→ **The data**
◆ ◆ ◆ ◆ ◆

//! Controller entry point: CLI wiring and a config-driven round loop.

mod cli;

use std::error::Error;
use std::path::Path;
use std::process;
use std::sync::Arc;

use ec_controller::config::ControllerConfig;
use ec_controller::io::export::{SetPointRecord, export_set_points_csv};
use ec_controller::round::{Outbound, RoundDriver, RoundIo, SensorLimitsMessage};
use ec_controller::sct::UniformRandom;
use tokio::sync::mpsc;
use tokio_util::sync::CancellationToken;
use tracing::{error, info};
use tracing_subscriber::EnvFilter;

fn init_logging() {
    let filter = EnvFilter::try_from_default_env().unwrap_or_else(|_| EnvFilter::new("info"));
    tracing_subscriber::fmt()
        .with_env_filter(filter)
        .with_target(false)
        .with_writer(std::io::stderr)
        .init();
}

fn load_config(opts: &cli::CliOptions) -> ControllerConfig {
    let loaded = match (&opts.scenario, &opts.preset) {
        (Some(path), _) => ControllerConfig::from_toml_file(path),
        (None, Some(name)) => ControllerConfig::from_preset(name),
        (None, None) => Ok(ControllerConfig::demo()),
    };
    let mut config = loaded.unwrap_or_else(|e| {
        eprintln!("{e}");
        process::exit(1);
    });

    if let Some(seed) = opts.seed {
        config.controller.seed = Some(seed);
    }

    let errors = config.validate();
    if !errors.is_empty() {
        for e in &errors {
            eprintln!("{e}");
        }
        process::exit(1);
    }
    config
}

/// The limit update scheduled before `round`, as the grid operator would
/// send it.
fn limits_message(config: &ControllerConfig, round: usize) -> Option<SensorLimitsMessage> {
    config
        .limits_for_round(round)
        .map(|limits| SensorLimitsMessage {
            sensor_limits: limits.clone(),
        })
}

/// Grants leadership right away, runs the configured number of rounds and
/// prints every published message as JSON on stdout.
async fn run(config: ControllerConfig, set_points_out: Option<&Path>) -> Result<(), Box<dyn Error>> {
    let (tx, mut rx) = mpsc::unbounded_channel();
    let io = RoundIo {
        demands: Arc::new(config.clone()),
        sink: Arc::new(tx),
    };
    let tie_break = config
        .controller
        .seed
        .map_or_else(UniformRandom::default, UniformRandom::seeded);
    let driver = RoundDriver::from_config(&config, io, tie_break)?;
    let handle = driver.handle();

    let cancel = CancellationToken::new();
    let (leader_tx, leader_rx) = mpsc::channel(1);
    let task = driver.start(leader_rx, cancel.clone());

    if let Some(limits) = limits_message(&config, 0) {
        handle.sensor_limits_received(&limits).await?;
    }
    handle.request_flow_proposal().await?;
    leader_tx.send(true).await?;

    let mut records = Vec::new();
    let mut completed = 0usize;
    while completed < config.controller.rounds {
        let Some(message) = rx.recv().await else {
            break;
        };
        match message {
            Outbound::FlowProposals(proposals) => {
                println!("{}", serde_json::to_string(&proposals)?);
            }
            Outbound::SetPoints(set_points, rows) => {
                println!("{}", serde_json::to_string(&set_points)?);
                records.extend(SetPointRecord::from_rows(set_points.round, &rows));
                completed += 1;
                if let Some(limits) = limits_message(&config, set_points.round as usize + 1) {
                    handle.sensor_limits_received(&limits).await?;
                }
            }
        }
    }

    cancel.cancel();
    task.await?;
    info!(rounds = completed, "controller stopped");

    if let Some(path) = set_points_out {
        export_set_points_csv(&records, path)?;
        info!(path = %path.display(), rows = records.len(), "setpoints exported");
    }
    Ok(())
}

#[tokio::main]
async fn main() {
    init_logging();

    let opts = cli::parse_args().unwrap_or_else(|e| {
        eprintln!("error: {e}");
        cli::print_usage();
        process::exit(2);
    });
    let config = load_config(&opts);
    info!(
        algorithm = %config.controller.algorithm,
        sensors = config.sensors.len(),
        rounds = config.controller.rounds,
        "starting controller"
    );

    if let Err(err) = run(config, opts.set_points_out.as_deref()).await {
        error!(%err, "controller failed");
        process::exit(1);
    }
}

◆ ◆ ◆ ◆ ◆

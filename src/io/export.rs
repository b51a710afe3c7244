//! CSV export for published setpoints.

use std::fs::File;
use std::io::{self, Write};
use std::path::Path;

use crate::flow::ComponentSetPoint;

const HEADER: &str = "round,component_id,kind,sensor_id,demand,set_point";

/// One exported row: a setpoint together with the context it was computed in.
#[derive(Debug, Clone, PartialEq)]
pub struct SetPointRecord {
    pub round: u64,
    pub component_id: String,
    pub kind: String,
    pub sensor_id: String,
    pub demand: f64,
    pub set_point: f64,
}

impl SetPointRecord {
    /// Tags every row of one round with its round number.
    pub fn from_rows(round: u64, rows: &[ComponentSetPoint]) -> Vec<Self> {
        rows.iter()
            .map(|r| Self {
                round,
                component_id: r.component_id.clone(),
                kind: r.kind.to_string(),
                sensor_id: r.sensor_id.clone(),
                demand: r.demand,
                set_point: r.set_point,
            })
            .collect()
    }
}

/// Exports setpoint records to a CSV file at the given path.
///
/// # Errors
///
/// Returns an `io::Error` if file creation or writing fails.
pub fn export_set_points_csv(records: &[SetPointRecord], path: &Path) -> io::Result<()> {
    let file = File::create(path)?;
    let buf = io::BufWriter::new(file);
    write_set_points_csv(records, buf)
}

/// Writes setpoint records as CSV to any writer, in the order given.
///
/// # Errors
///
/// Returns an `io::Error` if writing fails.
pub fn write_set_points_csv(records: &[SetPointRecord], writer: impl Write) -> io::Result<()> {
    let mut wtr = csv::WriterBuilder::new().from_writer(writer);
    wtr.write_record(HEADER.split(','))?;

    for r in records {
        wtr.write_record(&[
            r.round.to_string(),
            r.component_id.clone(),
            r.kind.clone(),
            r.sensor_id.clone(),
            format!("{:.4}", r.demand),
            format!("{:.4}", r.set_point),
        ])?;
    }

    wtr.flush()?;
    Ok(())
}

◆ ◆ ◆ ◆ ◆

→ **Problem requirements**
Report each line of the entries where the word "async" occurs.

→ **Answer below**
async fn run(config: ControllerConfig, set_points_out: Option<&Path>) -> Result<(), Box<dyn Error>> {
async fn main() {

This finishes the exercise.